* Aim of the task:
Type out every entry again, character for character.
── Provided records
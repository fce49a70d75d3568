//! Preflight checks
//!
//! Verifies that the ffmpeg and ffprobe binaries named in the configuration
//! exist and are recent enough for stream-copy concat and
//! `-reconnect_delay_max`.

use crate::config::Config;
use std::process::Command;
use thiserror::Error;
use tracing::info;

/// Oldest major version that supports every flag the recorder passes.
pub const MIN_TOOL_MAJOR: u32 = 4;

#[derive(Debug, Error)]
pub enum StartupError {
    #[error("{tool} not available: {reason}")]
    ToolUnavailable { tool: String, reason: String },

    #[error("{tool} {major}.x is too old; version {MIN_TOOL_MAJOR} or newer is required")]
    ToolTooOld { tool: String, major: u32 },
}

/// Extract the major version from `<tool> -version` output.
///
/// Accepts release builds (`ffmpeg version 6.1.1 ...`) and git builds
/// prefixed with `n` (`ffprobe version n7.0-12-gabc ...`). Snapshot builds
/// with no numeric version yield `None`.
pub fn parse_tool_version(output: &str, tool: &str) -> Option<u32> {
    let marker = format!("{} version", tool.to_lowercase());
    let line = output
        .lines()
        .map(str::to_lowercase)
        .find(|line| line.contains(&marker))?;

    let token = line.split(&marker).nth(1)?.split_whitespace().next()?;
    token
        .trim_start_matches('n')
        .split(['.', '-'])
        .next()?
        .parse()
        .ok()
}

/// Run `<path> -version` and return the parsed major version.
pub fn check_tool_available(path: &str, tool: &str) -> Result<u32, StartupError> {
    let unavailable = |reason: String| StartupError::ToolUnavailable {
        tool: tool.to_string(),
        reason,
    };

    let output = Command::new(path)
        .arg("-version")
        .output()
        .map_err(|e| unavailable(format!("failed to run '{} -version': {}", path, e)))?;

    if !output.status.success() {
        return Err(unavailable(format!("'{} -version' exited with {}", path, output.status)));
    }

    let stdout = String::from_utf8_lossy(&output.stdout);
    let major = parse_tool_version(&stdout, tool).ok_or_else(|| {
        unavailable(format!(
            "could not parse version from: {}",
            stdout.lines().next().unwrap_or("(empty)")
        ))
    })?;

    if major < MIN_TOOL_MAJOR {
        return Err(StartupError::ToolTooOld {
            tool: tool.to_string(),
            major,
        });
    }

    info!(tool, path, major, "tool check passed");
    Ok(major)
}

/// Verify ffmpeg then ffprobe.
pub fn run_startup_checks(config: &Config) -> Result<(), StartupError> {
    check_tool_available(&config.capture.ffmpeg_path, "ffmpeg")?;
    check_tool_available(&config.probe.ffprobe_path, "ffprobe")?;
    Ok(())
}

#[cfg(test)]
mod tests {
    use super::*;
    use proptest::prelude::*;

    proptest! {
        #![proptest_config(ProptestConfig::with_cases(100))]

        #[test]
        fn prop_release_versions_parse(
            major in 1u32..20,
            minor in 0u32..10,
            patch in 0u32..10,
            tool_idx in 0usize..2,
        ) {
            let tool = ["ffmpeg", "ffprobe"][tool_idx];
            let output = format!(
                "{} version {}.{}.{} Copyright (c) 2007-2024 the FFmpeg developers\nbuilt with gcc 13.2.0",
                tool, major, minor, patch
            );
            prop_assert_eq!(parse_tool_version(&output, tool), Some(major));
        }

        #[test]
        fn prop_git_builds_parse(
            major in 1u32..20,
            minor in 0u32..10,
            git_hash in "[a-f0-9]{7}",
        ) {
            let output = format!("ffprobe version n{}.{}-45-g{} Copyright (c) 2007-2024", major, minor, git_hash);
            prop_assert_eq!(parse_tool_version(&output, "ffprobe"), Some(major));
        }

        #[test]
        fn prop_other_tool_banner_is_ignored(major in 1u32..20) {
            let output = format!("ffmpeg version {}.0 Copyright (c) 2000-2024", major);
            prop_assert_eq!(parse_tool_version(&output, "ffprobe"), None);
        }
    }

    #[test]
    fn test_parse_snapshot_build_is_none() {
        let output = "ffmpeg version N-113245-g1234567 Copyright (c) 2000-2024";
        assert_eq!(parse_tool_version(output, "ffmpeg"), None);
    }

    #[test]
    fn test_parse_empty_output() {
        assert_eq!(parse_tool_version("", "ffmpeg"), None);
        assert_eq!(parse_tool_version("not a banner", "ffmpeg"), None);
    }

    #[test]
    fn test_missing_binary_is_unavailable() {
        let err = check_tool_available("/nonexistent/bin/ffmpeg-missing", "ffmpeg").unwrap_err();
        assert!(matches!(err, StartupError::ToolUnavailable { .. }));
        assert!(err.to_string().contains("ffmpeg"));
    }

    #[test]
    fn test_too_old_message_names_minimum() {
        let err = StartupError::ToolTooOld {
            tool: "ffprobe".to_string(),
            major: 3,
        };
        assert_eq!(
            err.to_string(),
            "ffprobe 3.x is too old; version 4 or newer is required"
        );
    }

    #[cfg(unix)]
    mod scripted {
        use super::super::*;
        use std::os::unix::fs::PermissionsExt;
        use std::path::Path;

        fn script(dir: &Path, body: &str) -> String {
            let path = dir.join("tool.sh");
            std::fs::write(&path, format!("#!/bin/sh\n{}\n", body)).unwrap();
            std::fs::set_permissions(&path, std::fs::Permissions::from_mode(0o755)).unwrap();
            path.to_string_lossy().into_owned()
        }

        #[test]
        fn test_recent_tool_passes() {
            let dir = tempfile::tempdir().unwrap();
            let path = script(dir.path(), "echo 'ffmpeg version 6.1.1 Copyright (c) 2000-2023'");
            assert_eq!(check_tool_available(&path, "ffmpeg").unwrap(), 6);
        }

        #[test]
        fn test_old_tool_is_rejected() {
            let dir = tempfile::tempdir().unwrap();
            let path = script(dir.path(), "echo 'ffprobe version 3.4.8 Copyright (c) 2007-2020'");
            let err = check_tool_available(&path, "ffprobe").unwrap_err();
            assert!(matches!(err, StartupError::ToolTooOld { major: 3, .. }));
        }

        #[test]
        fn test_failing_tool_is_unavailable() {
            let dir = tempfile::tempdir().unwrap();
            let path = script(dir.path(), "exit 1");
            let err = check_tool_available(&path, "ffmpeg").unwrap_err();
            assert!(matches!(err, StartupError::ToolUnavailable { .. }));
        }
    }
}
────
* Task solution:
repository fce49a70d75d3568
//! Preflight checks
//!
//! Verifies that the ffmpeg and ffprobe binaries named in the configuration
//! exist and are recent enough for stream-copy concat and
//! `-reconnect_delay_max`.

use crate::config::Config;
use std::process::Command;
use thiserror::Error;
use tracing::info;

/// Oldest major version that supports every flag the recorder passes.
pub const MIN_TOOL_MAJOR: u32 = 4;

#[derive(Debug, Error)]
pub enum StartupError {
    #[error("{tool} not available: {reason}")]
    ToolUnavailable { tool: String, reason: String },

    #[error("{tool} {major}.x is too old; version {MIN_TOOL_MAJOR} or newer is required")]
    ToolTooOld { tool: String, major: u32 },
}

/// Extract the major version from `<tool> -version` output.
///
/// Accepts release builds (`ffmpeg version 6.1.1 ...`) and git builds
/// prefixed with `n` (`ffprobe version n7.0-12-gabc ...`). Snapshot builds
/// with no numeric version yield `None`.
pub fn parse_tool_version(output: &str, tool: &str) -> Option<u32> {
    let marker = format!("{} version", tool.to_lowercase());
    let line = output
        .lines()
        .map(str::to_lowercase)
        .find(|line| line.contains(&marker))?;

    let token = line.split(&marker).nth(1)?.split_whitespace().next()?;
    token
        .trim_start_matches('n')
        .split(['.', '-'])
        .next()?
        .parse()
        .ok()
}

/// Run `<path> -version` and return the parsed major version.
pub fn check_tool_available(path: &str, tool: &str) -> Result<u32, StartupError> {
    let unavailable = |reason: String| StartupError::ToolUnavailable {
        tool: tool.to_string(),
        reason,
    };

    let output = Command::new(path)
        .arg("-version")
        .output()
        .map_err(|e| unavailable(format!("failed to run '{} -version': {}", path, e)))?;

    if !output.status.success() {
        return Err(unavailable(format!("'{} -version' exited with {}", path, output.status)));
    }

    let stdout = String::from_utf8_lossy(&output.stdout);
    let major = parse_tool_version(&stdout, tool).ok_or_else(|| {
        unavailable(format!(
            "could not parse version from: {}",
            stdout.lines().next().unwrap_or("(empty)")
        ))
    })?;

    if major < MIN_TOOL_MAJOR {
        return Err(StartupError::ToolTooOld {
            tool: tool.to_string(),
            major,
        });
    }

    info!(tool, path, major, "tool check passed");
    Ok(major)
}

/// Verify ffmpeg then ffprobe.
pub fn run_startup_checks(config: &Config) -> Result<(), StartupError> {
    check_tool_available(&config.capture.ffmpeg_path, "ffmpeg")?;
    check_tool_available(&config.probe.ffprobe_path, "ffprobe")?;
    Ok(())
}

#[cfg(test)]
mod tests {
    use super::*;
    use proptest::prelude::*;

    proptest! {
        #![proptest_config(ProptestConfig::with_cases(100))]

        #[test]
        fn prop_release_versions_parse(
            major in 1u32..20,
            minor in 0u32..10,
            patch in 0u32..10,
            tool_idx in 0usize..2,
        ) {
            let tool = ["ffmpeg", "ffprobe"][tool_idx];
            let output = format!(
                "{} version {}.{}.{} Copyright (c) 2007-2024 the FFmpeg developers\nbuilt with gcc 13.2.0",
                tool, major, minor, patch
            );
            prop_assert_eq!(parse_tool_version(&output, tool), Some(major));
        }

        #[test]
        fn prop_git_builds_parse(
            major in 1u32..20,
            minor in 0u32..10,
            git_hash in "[a-f0-9]{7}",
        ) {
            let output = format!("ffprobe version n{}.{}-45-g{} Copyright (c) 2007-2024", major, minor, git_hash);
            prop_assert_eq!(parse_tool_version(&output, "ffprobe"), Some(major));
        }

        #[test]
        fn prop_other_tool_banner_is_ignored(major in 1u32..20) {
            let output = format!("ffmpeg version {}.0 Copyright (c) 2000-2024", major);
            prop_assert_eq!(parse_tool_version(&output, "ffprobe"), None);
        }
    }

    #[test]
    fn test_parse_snapshot_build_is_none() {
        let output = "ffmpeg version N-113245-g1234567 Copyright (c) 2000-2024";
        assert_eq!(parse_tool_version(output, "ffmpeg"), None);
    }

    #[test]
    fn test_parse_empty_output() {
        assert_eq!(parse_tool_version("", "ffmpeg"), None);
        assert_eq!(parse_tool_version("not a banner", "ffmpeg"), None);
    }

    #[test]
    fn test_missing_binary_is_unavailable() {
        let err = check_tool_available("/nonexistent/bin/ffmpeg-missing", "ffmpeg").unwrap_err();
        assert!(matches!(err, StartupError::ToolUnavailable { .. }));
        assert!(err.to_string().contains("ffmpeg"));
    }

    #[test]
    fn test_too_old_message_names_minimum() {
        let err = StartupError::ToolTooOld {
            tool: "ffprobe".to_string(),
            major: 3,
        };
        assert_eq!(
            err.to_string(),
            "ffprobe 3.x is too old; version 4 or newer is required"
        );
    }

    #[cfg(unix)]
    mod scripted {
        use super::super::*;
        use std::os::unix::fs::PermissionsExt;
        use std::path::Path;

        fn script(dir: &Path, body: &str) -> String {
            let path = dir.join("tool.sh");
            std::fs::write(&path, format!("#!/bin/sh\n{}\n", body)).unwrap();
            std::fs::set_permissions(&path, std::fs::Permissions::from_mode(0o755)).unwrap();
            path.to_string_lossy().into_owned()
        }

        #[test]
        fn test_recent_tool_passes() {
            let dir = tempfile::tempdir().unwrap();
            let path = script(dir.path(), "echo 'ffmpeg version 6.1.1 Copyright (c) 2000-2023'");
            assert_eq!(check_tool_available(&path, "ffmpeg").unwrap(), 6);
        }

        #[test]
        fn test_old_tool_is_rejected() {
            let dir = tempfile::tempdir().unwrap();
            let path = script(dir.path(), "echo 'ffprobe version 3.4.8 Copyright (c) 2007-2020'");
            let err = check_tool_available(&path, "ffprobe").unwrap_err();
            assert!(matches!(err, StartupError::ToolTooOld { major: 3, .. }));
        }

        #[test]
        fn test_failing_tool_is_unavailable() {
            let dir = tempfile::tempdir().unwrap();
            let path = script(dir.path(), "exit 1");
            let err = check_tool_available(&path, "ffmpeg").unwrap_err();
            assert!(matches!(err, StartupError::ToolUnavailable { .. }));
        }
    }
}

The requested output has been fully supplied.